Two commuter trains crashed head-on at high speed near the southern spa town of Bad Aibling early on February 9th in one of Germany's deadliest accidents in years, which also left several dozen passengers injured.
The latest victim was a 46-year-old man who died of his injuries in a Munich hospital more than two months after the disaster, said Bavarian police.
A day earlier, a court ordered the arrest of the 39-year-old railway signalling worker on involuntary manslaughter and other charges
Prosecutors said the man had "turned on his mobile phone while on duty on the morning of the disaster, launched an online computer game and actively played it for a long period until shortly before the train collision."

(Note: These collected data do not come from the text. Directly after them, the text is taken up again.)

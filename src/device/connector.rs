use std::sync::{Arc, Weak};
use log::debug;

use crate::device::types::{ConnectOutcome, ConnectRequest, ErrorKind};

/// The BLE transport that performs radio-level work for the link.
///
/// None of these methods may block, and none may report back through the
/// `SessionReporter` before returning: completions arrive later, from another task.
pub trait PeripheralConnector: Send {
    /// Starts connecting to `request.peripheral_id`. A new request supersedes any
    /// previous one; the connector drops whatever the previous session held.
    fn connect(&mut self, request: ConnectRequest, reporter: SessionReporter);

    fn disconnect(&mut self);

    /// Writes raw bytes to the printer of session `sequence`. Failures are reported
    /// through `SessionReporter::error`.
    fn write(&mut self, sequence: u64, data: Vec<u8>);
}

impl<C: PeripheralConnector + ?Sized> PeripheralConnector for Box<C> {
    fn connect(&mut self, request: ConnectRequest, reporter: SessionReporter) {
        (**self).connect(request, reporter)
    }

    fn disconnect(&mut self) {
        (**self).disconnect()
    }

    fn write(&mut self, sequence: u64, data: Vec<u8>) {
        (**self).write(sequence, data)
    }
}

/// Receiving side of connector callbacks, implemented by the link.
pub trait ConnectorCallbacks: Send + Sync {
    fn connector_result(&self, sequence: u64, outcome: ConnectOutcome);
    fn connector_data(&self, sequence: u64, data: Vec<u8>);
    fn connection_lost(&self, sequence: u64);
    fn connector_error(&self, sequence: u64, kind: ErrorKind, message: String);
}

struct Detached;

impl ConnectorCallbacks for Detached {
    fn connector_result(&self, _sequence: u64, _outcome: ConnectOutcome) {}
    fn connector_data(&self, _sequence: u64, _data: Vec<u8>) {}
    fn connection_lost(&self, _sequence: u64) {}
    fn connector_error(&self, _sequence: u64, _kind: ErrorKind, _message: String) {}
}

/// A callback target that is never alive.
pub fn detached() -> Weak<dyn ConnectorCallbacks> {
    let target: Weak<dyn ConnectorCallbacks> = Weak::<Detached>::new();
    target
}

/// Handle given to the connector with every connect request. Every report is tagged
/// with the session it was issued for, so reports of superseded sessions are
/// recognised as stale. The link is held weakly: after teardown reports go nowhere.
#[derive(Clone)]
pub struct SessionReporter {
    sequence: u64,
    target: Weak<dyn ConnectorCallbacks>,
}

impl SessionReporter {
    pub fn new(sequence: u64, target: Weak<dyn ConnectorCallbacks>) -> Self {
        SessionReporter { sequence, target }
    }

    /// A reporter whose reports are always discarded.
    pub fn detached(sequence: u64) -> Self {
        SessionReporter { sequence, target: detached() }
    }

    pub fn sequence(&self) -> u64 {
        self.sequence
    }

    fn target(&self) -> Option<Arc<dyn ConnectorCallbacks>> {
        let target = self.target.upgrade();
        if target.is_none() {
            debug!("Link for session {} is gone, discarding report", self.sequence);
        }
        target
    }

    pub fn resolve(&self, outcome: ConnectOutcome) {
        if let Some(target) = self.target() {
            target.connector_result(self.sequence, outcome);
        }
    }

    pub fn data(&self, data: Vec<u8>) {
        if let Some(target) = self.target() {
            target.connector_data(self.sequence, data);
        }
    }

    pub fn connection_lost(&self) {
        if let Some(target) = self.target() {
            target.connection_lost(self.sequence);
        }
    }

    pub fn error<M: Into<String>>(&self, kind: ErrorKind, message: M) {
        if let Some(target) = self.target() {
            target.connector_error(self.sequence, kind, message.into());
        }
    }
}

impl std::fmt::Debug for SessionReporter {
    fn fmt(&self, f: &mut std::fmt::Formatter<'_>) -> std::fmt::Result {
        f.debug_struct("SessionReporter")
            .field("sequence", &self.sequence)
            .field("attached", &(self.target.strong_count() > 0))
            .finish()
    }
}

"Apparently because of this distraction, the accused made... false assumptions, sent the wrong signals to the trains and pressed the wrong radio key combinations in both emergency calls so that the drivers could not receive them."
This meant his error was not just a "momentary lapse" but represented a "serious breach of duty", said the chief prosecutor in the southern town of Traunstein in a statement.
The worker, who has several years of experience, had allowed two trains from opposite directions, carrying about 150 passengers in total, to travel on a single track.
They collided in a forest area about 60 kilometres (40 miles) southeast of Munich, the Bavarian capital.
The accused had admitted to playing the game but denied being distracted by it, said the prosecutor's statement.